Consider that same July 2nd in MISO. An operator anticipating elevated evening prices may have wanted to reserve all of the battery’s energy for that window. In the days prior, they could log a high Target State of Energy (SOE). That single input tells the optimizer to ensure the battery is fully charged heading into the forecasted high-price intervals — ready to discharge if prices warrant it — while leaving it to the optimizer to determine the cheapest times to charge in advance.

That input could be combined with a limit on DA energy offers to keep the asset unencumbered, or setting discharge price floors to ascribe a higher value to energy output on that day, or any number of other parameters. Each one is an instruction that expresses the operator’s market view. And as forecasts update and conditions shift, the optimizer does what a good GPS does — recalculates the route, continuously finding the best path to the destination you set.

Mode 03

Manual

In certain instances, traders want complete control – so they can be prescriptive about the times and/or price levels at which bids are submitted. When this is the case, they shift into manual mode and edit the suggested bid plan directly, or input new bids for any market product. 

Perhaps on July 2nd the operating team had strong conviction that RT energy prices would clear north of $300/MWh in the evening. To ensure their battery did not discharge too early, or into price prints that they don’t deem worth it, they may manually edit bids for a 2-3 hour window surrounding the anticipated peak. For example, maybe they submit a bid for $300/MWh at 6pm, $275/MWh at 7pm, and $200/MWh at 8pm, stepping the floor down as the window closes to ensure the energy still moves before the opportunity passes.

In a well-built platform, those bids are easily input, automatically passed to the market, and don’t pause the optimization. The operating plan adjusts around the manual bids – holding adequate SOE so the battery can capture those hours if prices hit, restructuring the rest of the bid plan if needed, and picking the optimization right back up coming out of the interval based on the ending SOE and forecasted future opportunities.

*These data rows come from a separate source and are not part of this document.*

use super::{AppState, not_found, render_page};
use axum::{
    extract::{Path, Query, State},
    response::{IntoResponse, Response},
};
use press_kit_client::{PostQuery, ResolveOptions, View, load_post_view, load_view, resolve};
use press_kit_generator::{PageMeta, build_meta, render, schema, schema_for};
use serde::Deserialize;
use tracing::debug;

/// Posts shown on the home page
const HOME_POSTS: u32 = 12;

#[derive(Debug, Deserialize)]
pub struct SearchParams {
    #[serde(default)]
    q: String,
}

pub async fn home(State(state): State<AppState>) -> Response {
    let site = &state.config.site;
    let query = PostQuery::default().per_page(HOME_POSTS);
    let (posts, categories) = tokio::join!(state.source.posts(&query), state.source.categories());

    let body = render::home_page(site, &posts, &categories);
    render_page(&state, &PageMeta::home(site), &[schema::website(site)], &body)
        .await
        .into_response()
}

/// Any root-level slug: post, page, category, tag or author
pub async fn slug(State(state): State<AppState>, Path(slug): Path<String>) -> Response {
    let options = ResolveOptions {
        include_tags: state.config.wordpress.resolve_tags,
    };
    let resolved = resolve(state.source.as_ref(), &slug, options).await;
    debug!(slug = %slug, kind = resolved.kind(), "resolved slug");

    let view = load_view(state.source.as_ref(), resolved).await;
    render_view(&state, view).await
}

/// `/posts/{slug}` only ever names a post
pub async fn post(State(state): State<AppState>, Path(slug): Path<String>) -> Response {
    let Some(post) = state.source.post_by_slug(&slug).await else {
        return not_found(&state).await;
    };
    let view = load_post_view(state.source.as_ref(), post).await;
    render_view(&state, View::Post(Box::new(view))).await
}

pub async fn categories(State(state): State<AppState>) -> Response {
    let categories = state.source.categories().await;
    let meta = PageMeta::listing(
        &state.config.site,
        "Categories",
        "Browse every category",
        "posts/categories",
    );
    render_page(&state, &meta, &[], &render::category_index(&categories))
        .await
        .into_response()
}

pub async fn authors(State(state): State<AppState>) -> Response {
    let authors = state.source.authors().await;
    let meta = PageMeta::listing(
        &state.config.site,
        "Authors",
        "Meet the people who write here",
        "posts/authors",
    );
    render_page(&state, &meta, &[], &render::author_index(&authors))
        .await
        .into_response()
}

pub async fn tags(State(state): State<AppState>) -> Response {
    let tags = state.source.tags().await;
    let meta = PageMeta::listing(&state.config.site, "Tags", "Browse posts by tag", "posts/tags");
    render_page(&state, &meta, &[], &render::tag_index(&tags))
        .await
        .into_response()
}

pub async fn search(State(state): State<AppState>, Query(params): Query<SearchParams>) -> Response {
    let site = &state.config.site;
    let query = params.q.trim();
    let posts = if query.is_empty() {
        Vec::new()
    } else {
        state.source.posts(&PostQuery::search(query)).await
    };

    let body = render::search_results(query, &posts);
    render_page(&state, &PageMeta::search(site, query), &[schema::website(site)], &body)
        .await
        .into_response()
}

pub async fn contact(State(state): State<AppState>) -> Response {
    let meta = PageMeta::contact(&state.config.site);
    render_page(&state, &meta, &[], &render::contact_page())
        .await
        .into_response()
}

async fn render_view(state: &AppState, view: View) -> Response {
    let body = match &view {
        View::Post(v) => render::post_article(v),
        View::Page(v) => render::page_article(v),
        View::Category(v) => render::term_listing("Category", v),
        View::Tag(v) => render::term_listing("Tag", v),
        View::Author(v) => render::author_profile(v),
        View::NotFound => return not_found(state).await,
    };

    let site = &state.config.site;
    let meta = build_meta(site, &view);
    let blocks = schema_for(site, &view);
    render_page(state, &meta, &blocks, &body).await.into_response()
}
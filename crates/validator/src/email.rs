/// Validate email format
/// Checks for basic RFC 5322 compliance without full regex
pub fn is_valid_email(email: &str) -> bool {
    if email.chars().any(char::is_whitespace) {
        return false;
    }

    // Must have exactly one @ symbol
    let Some((local, domain)) = email.split_once('@') else {
        return false;
    };
    if domain.contains('@') {
        return false;
    }

    // Local part (before @) checks
    if local.is_empty() || local.len() > 64 {
        return false;
    }

    // Domain checks
    if domain.is_empty() || domain.len() > 255 {
        return false;
    }

    // Domain must have at least one dot
    if !domain.contains('.') {
        return false;
    }

    // Domain can't start/end with dot or hyphen
    if domain.starts_with('.')
        || domain.ends_with('.')
        || domain.starts_with('-')
        || domain.ends_with('-')
    {
        return false;
    }

    // No consecutive dots
    if domain.contains("..") {
        return false;
    }

    // Domain must have valid TLD (at least 2 chars after last dot)
    if let Some(last_dot) = domain.rfind('.') {
        let tld = &domain[last_dot + 1..];
        if tld.len() < 2 {
            return false;
        }
    }

    true
}

/// Lowercased domain part of an address
pub fn email_domain(email: &str) -> Option<String> {
    email
        .rsplit_once('@')
        .map(|(_, domain)| domain.trim().to_lowercase())
        .filter(|d| !d.is_empty())
}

The bids stay locked. Everything around it is still optimized.

Automation and control shouldn’t be a tradeoff.

Optimization can run on autopilot when an operator wants leverage, they can layer in guidance when they have a view, and take the wheel when their level of conviction warrants it. And in all three modes, Tyba keeps optimizing around operator inputs. The result is a team that can operate more assets with more confidence, without giving up performance or the ability to act on their own market expertise.